Pressão diplomática – mas não sobre a Rússia

A iniciativa da China ainda pode desencadear pressão diplomática – mas provavelmente menos sobre a Rússia do que sobre países como Brasil ou África do Sul, com os quais tropas russas e chinesas estão atualmente realizando manobras navais. E sobre a Ucrânia: ao contrário dos países do Ocidente, de acordo com o especialista em Europa Oriental Ivan Krastev na televisão austríaca, muitos outros países queriam o fim da guerra “independentemente de como ela terminasse. Qualquer iniciativa de paz vinda de um país do Sul Global exercerá grande pressão sobre a Ucrânia.”

Pequim oferecerá “sabedoria chinesa para a solução política para a crise da Ucrânia”, disse o novo ministro das Relações Exteriores da China, Qin Gang, em Pequim na terça-feira. Ele não deu detalhes. Até agora, no entanto, há muitos indícios de que a iniciativa da China provavelmente servirá aos interesses da China acima de tudo: Pequim quer se estabelecer como a principal potência desse Sul Global e manter um vizinho que não é muito forte, mas também não muito fraco em Rússia.

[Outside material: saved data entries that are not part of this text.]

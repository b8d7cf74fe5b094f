//! Leave-one-out accuracy of every candidate parameter.

use rayon::prelude::*;
use tracing::{debug, instrument};
use warpsearch_distance::Workspace;

use crate::cache::SequenceCache;
use crate::config::LoocvMode;
use crate::dataset::Dataset;
use crate::error::NnError;
use crate::measure::{BoundBasis, Measure};
use crate::scan::{ScanOutcome, bounded_nearest, exact_nearest};
use crate::search::NnTable;

/// Per-parameter LOOCV results.
#[derive(Debug, Clone)]
pub(crate) struct LoocvOutcome {
    pub(crate) param_accuracies: Vec<f64>,
    /// `predictions[p][s]`, `None` past the query limit or without a neighbour.
    pub(crate) predictions: Vec<Vec<Option<usize>>>,
    pub(crate) exact_evaluations: usize,
}

/// Run `mode` over every entry of `grid`.
///
/// With `limit = Some(k)` only the first `k` training series are used as
/// queries and accuracies are over those `k`.
///
/// # Errors
///
/// | Variant | Condition |
/// |---|---|
/// | [`NnError::InvalidLoocvLimit`] | `limit` is `Some(0)` |
/// | [`NnError::LoocvLimitUnsupported`] | `limit` is set with [`LoocvMode::FastSearch`] |
#[instrument(skip_all, fields(measure = M::NAME, mode = ?mode, n_params = grid.len(), n_series = train.len()))]
pub(crate) fn run<M: Measure>(
    mode: LoocvMode,
    train: &Dataset,
    cache: &mut SequenceCache,
    grid: &[M],
    limit: Option<usize>,
) -> Result<LoocvOutcome, NnError> {
    let n_queries = match (limit, mode) {
        (Some(0), _) => return Err(NnError::InvalidLoocvLimit { limit: 0 }),
        (Some(_), LoocvMode::FastSearch) => return Err(NnError::LoocvLimitUnsupported),
        (Some(k), _) => k.min(train.len()),
        (None, _) => train.len(),
    };

    let outcome = match mode {
        LoocvMode::FastSearch => fast_search(train, cache, grid),
        LoocvMode::Naive => scan_each(train, grid, n_queries, |params, ws, q| {
            exact_nearest(params, train, train.series(q), Some(q), ws)
        }),
        LoocvMode::LowerBound => lower_bound(train, cache, grid, n_queries),
    };

    for (p, accuracy) in outcome.param_accuracies.iter().enumerate() {
        debug!(param = p, params = %grid[p], accuracy, "loocv accuracy");
    }
    debug!(exact_evaluations = outcome.exact_evaluations, "loocv complete");
    Ok(outcome)
}

fn fast_search<M: Measure>(train: &Dataset, cache: &mut SequenceCache, grid: &[M]) -> LoocvOutcome {
    let table = NnTable::build(train, cache, grid);
    LoocvOutcome {
        param_accuracies: (0..grid.len()).map(|p| table.accuracy(p, train.labels())).collect(),
        predictions: (0..grid.len()).map(|p| table.predictions(p)).collect(),
        exact_evaluations: table.exact_evaluations(),
    }
}

fn lower_bound<M: Measure>(train: &Dataset, cache: &mut SequenceCache, grid: &[M], n_queries: usize) -> LoocvOutcome {
    let mut outcome = empty_outcome(grid.len());
    for params in grid {
        if let BoundBasis::Envelope(key) = params.bound_basis() {
            cache.warm(key, train);
        }
        let shared: &SequenceCache = cache;
        let scans = scan_queries(train, n_queries, |ws, q| {
            bounded_nearest(params, train, shared, train.series(q), Some(q), ws)
        });
        record(&mut outcome, train, &scans);
        cache.clear_envelopes();
    }
    outcome
}

fn scan_each<M, F>(train: &Dataset, grid: &[M], n_queries: usize, scan: F) -> LoocvOutcome
where
    M: Measure,
    F: Fn(&M, &mut Workspace, usize) -> ScanOutcome + Sync,
{
    let mut outcome = empty_outcome(grid.len());
    for params in grid {
        let scans = scan_queries(train, n_queries, |ws, q| scan(params, ws, q));
        record(&mut outcome, train, &scans);
    }
    outcome
}

/// Scan the first `n_queries` training series in parallel, one workspace per worker.
fn scan_queries<F>(train: &Dataset, n_queries: usize, scan: F) -> Vec<ScanOutcome>
where
    F: Fn(&mut Workspace, usize) -> ScanOutcome + Sync,
{
    let len = train.series_len();
    (0..n_queries)
        .into_par_iter()
        .map_init(|| Workspace::with_capacity(len), |ws, q| scan(ws, q))
        .collect()
}

fn empty_outcome(n_params: usize) -> LoocvOutcome {
    LoocvOutcome {
        param_accuracies: Vec::with_capacity(n_params),
        predictions: Vec::with_capacity(n_params),
        exact_evaluations: 0,
    }
}

fn record(outcome: &mut LoocvOutcome, train: &Dataset, scans: &[ScanOutcome]) {
    let correct = scans
        .iter()
        .enumerate()
        .filter(|&(q, scan)| scan.class == Some(train.label(q)))
        .count();
    let mut predictions: Vec<Option<usize>> = scans.iter().map(|scan| scan.class).collect();
    predictions.resize(train.len(), None);

    outcome.param_accuracies.push(correct as f64 / scans.len() as f64);
    outcome.predictions.push(predictions);
    outcome.exact_evaluations += scans.iter().map(|scan| scan.exact_evaluations).sum::<usize>();
}

#[cfg(test)]
mod tests {
    use warpsearch_distance::{Dtw, Euclidean};

    use super::*;

    fn train() -> Dataset {
        Dataset::new(
            vec![
                vec![0.0, 1.0, 2.0, 1.0, 0.0],
                vec![3.0, 3.0, 2.0, 3.0, 3.0],
                vec![0.0, 1.0, 2.0, 1.5, 0.0],
                vec![3.0, 2.5, 2.0, 3.0, 3.0],
                vec![0.5, 1.0, 2.0, 1.0, 0.0],
            ],
            vec![0, 1, 0, 1, 0],
        )
        .unwrap()
    }

    #[test]
    fn modes_agree_on_separable_data() {
        let ds = train();
        let grid: Vec<Dtw> = (0..3).map(Dtw::with_window).collect();
        for mode in [LoocvMode::Naive, LoocvMode::LowerBound, LoocvMode::FastSearch] {
            let mut cache = SequenceCache::new(&ds);
            let outcome = run(mode, &ds, &mut cache, &grid, None).unwrap();
            assert_eq!(outcome.param_accuracies, vec![1.0; 3], "{mode:?}");
            assert_eq!(outcome.predictions[0].len(), ds.len());
        }
    }

    #[test]
    fn limit_restricts_queries() {
        let ds = train();
        let mut cache = SequenceCache::new(&ds);
        let outcome = run(LoocvMode::Naive, &ds, &mut cache, &[Euclidean], Some(2)).unwrap();
        assert_eq!(outcome.param_accuracies, vec![1.0]);
        assert_eq!(outcome.exact_evaluations, 2 * 4);
        assert_eq!(outcome.predictions[0][2..], [None, None, None]);
    }

    #[test]
    fn limit_is_validated() {
        let ds = train();
        let mut cache = SequenceCache::new(&ds);
        assert_eq!(
            run(LoocvMode::Naive, &ds, &mut cache, &[Euclidean], Some(0)).unwrap_err(),
            NnError::InvalidLoocvLimit { limit: 0 }
        );
        assert_eq!(
            run(LoocvMode::FastSearch, &ds, &mut cache, &[Euclidean], Some(3)).unwrap_err(),
            NnError::LoocvLimitUnsupported
        );
    }

    #[test]
    fn lower_bound_mode_leaves_cache_clear() {
        let ds = train();
        let mut cache = SequenceCache::new(&ds);
        run(LoocvMode::LowerBound, &ds, &mut cache, &[Dtw::with_window(1)], None).unwrap();
        assert_eq!(cache.envelope_count(), 0);
    }
}
//! Move-split-merge distance.

use std::fmt;

use crate::distance::{ElasticDistance, ExtendedDistance, Step, cheapest};
use crate::error::{DistanceError, non_negative};
use crate::series::TimeSeriesView;
use crate::workspace::Workspace;

/// MSM distance with split/merge cost `c`.
///
/// A move costs the absolute difference of the aligned values; a split or
/// merge costs `c`, plus the distance to the nearer neighbour when the new
/// value does not lie between them.
#[derive(Debug, Clone, Copy, PartialEq)]
pub struct Msm {
    cost: f64,
}

impl Msm {
    /// Create an MSM calculator with split/merge cost `cost`.
    ///
    /// # Errors
    ///
    /// Returns [`DistanceError::InvalidParameter`] if `cost` is negative or not finite.
    pub fn new(cost: f64) -> Result<Self, DistanceError> {
        Ok(Self {
            cost: non_negative("c", cost)?,
        })
    }

    /// Return the split/merge cost.
    #[must_use]
    pub fn cost(&self) -> f64 {
        self.cost
    }

    /// Cost of inserting `new` next to `x` where the other series holds `y`.
    #[must_use]
    pub fn split_merge(&self, new: f64, x: f64, y: f64) -> f64 {
        if (x <= new && new <= y) || (y <= new && new <= x) {
            self.cost
        } else {
            self.cost + (new - x).abs().min((new - y).abs())
        }
    }

    fn run(
        &self,
        a: &[f64],
        b: &[f64],
        cutoff: f64,
        ws: &mut Workspace,
        track: bool,
    ) -> ExtendedDistance {
        let n = a.len();
        let m = b.len();

        ws.reset_rows(m, f64::INFINITY);
        if track {
            ws.reset_spans(m);
        }

        ws.curr[0] = (a[0] - b[0]).abs();
        let mut row_min = ws.curr[0];
        for j in 1..m {
            ws.curr[j] = ws.curr[j - 1] + self.split_merge(b[j], a[0], b[j - 1]);
            if track {
                ws.curr_span[j] = j;
            }
            row_min = row_min.min(ws.curr[j]);
        }
        if n > 1 && row_min > cutoff {
            return ExtendedDistance::ABANDONED;
        }
        ws.swap_rows();

        for i in 1..n {
            let x = a[i];
            ws.curr[0] = ws.prev[0] + self.split_merge(x, a[i - 1], b[0]);
            if track {
                ws.curr_span[0] = ws.prev_span[0].max(i);
            }
            let mut row_min = ws.curr[0];

            for j in 1..m {
                let y = b[j];
                let diagonal = ws.prev[j - 1] + (x - y).abs();
                let left = ws.curr[j - 1] + self.split_merge(y, x, b[j - 1]);
                let up = ws.prev[j] + self.split_merge(x, a[i - 1], y);
                let (value, step) = cheapest(diagonal, left, up);
                ws.curr[j] = value;
                if track {
                    let inherited = match step {
                        Step::Diagonal => ws.prev_span[j - 1],
                        Step::Left => ws.curr_span[j - 1],
                        Step::Up => ws.prev_span[j],
                    };
                    ws.curr_span[j] = inherited.max(i.abs_diff(j));
                }
                row_min = row_min.min(value);
            }

            if i + 1 < n && row_min > cutoff {
                return ExtendedDistance::ABANDONED;
            }
            ws.swap_rows();
        }

        let total = ws.prev[m - 1];
        if total > cutoff {
            return ExtendedDistance::ABANDONED;
        }
        ExtendedDistance {
            distance: total,
            validity: if track { ws.prev_span[m - 1] } else { 0 },
        }
    }
}

impl ElasticDistance for Msm {
    fn distance_in(
        &self,
        a: TimeSeriesView<'_>,
        b: TimeSeriesView<'_>,
        cutoff: f64,
        workspace: &mut Workspace,
    ) -> f64 {
        self.run(a.as_slice(), b.as_slice(), cutoff, workspace, false).distance
    }

    fn distance_ext_in(
        &self,
        a: TimeSeriesView<'_>,
        b: TimeSeriesView<'_>,
        workspace: &mut Workspace,
    ) -> ExtendedDistance {
        self.run(a.as_slice(), b.as_slice(), f64::INFINITY, workspace, true)
    }
}

impl fmt::Display for Msm {
    fn fmt(&self, f: &mut fmt::Formatter<'_>) -> fmt::Result {
        write!(f, "c={:.6}", self.cost)
    }
}

#[cfg(test)]
mod tests {
    use super::*;

    use crate::series::TimeSeries;

    fn ts(values: &[f64]) -> TimeSeries {
        TimeSeries::new(values.to_vec()).unwrap()
    }

    #[test]
    fn identical_series_distance_zero() {
        let a = ts(&[1.0, 3.0, 2.0, 5.0]);
        assert_eq!(Msm::new(0.5).unwrap().distance(a.as_view(), a.as_view()), 0.0);
    }

    #[test]
    fn split_merge_between_neighbours_costs_c() {
        let msm = Msm::new(0.5).unwrap();
        assert_eq!(msm.split_merge(1.5, 1.0, 2.0), 0.5);
        assert_eq!(msm.split_merge(1.5, 2.0, 1.0), 0.5);
        assert_eq!(msm.split_merge(3.0, 1.0, 2.0), 1.5);
    }

    #[test]
    fn single_points_cost_their_difference() {
        let a = ts(&[1.0]);
        let b = ts(&[4.0]);
        assert_eq!(Msm::new(0.1).unwrap().distance(a.as_view(), b.as_view()), 3.0);
    }

    #[test]
    fn symmetric_on_shifted_ramp() {
        let a = ts(&[0.0, 1.0, 2.0, 3.0, 2.0, 1.0]);
        let b = ts(&[0.0, 0.0, 1.0, 2.0, 3.0, 2.0]);
        let msm = Msm::new(0.5).unwrap();
        let ab = msm.distance(a.as_view(), b.as_view());
        let ba = msm.distance(b.as_view(), a.as_view());
        assert!((ab - 2.0).abs() < 1e-12);
        assert!((ab - ba).abs() < 1e-12);
    }

    #[test]
    fn cutoff_abandons() {
        let a = ts(&[0.0; 4]);
        let b = ts(&[9.0; 4]);
        let msm = Msm::new(1.0).unwrap();
        assert_eq!(msm.distance_with_cutoff(a.as_view(), b.as_view(), 1.0), f64::INFINITY);
    }
}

Até que ponto Pequim irá neste último ponto é tão incerto quanto os contornos do próprio plano de paz chinês. “Infelizmente, a China está tentando fazer duas coisas ao mesmo tempo”, disse Daniel Kritenbrink, o principal diplomata dos EUA responsável pelo Leste Asiático e Pacífico, disse na quarta-feira. Publicamente tenta apresentar-se como um “defensor da paz”, mas secretamente apoia a guerra da Rússia contra a Ucrânia.

“As palavras da China seriam levadas mais a sério se ela retirasse seu apoio à Rússia”, disse o diplomata. Porque o apoio da Rússia contra a Ucrânia contradiz os princípios de soberania e integridade territorial – dois outros conceitos centrais da política externa chinesa.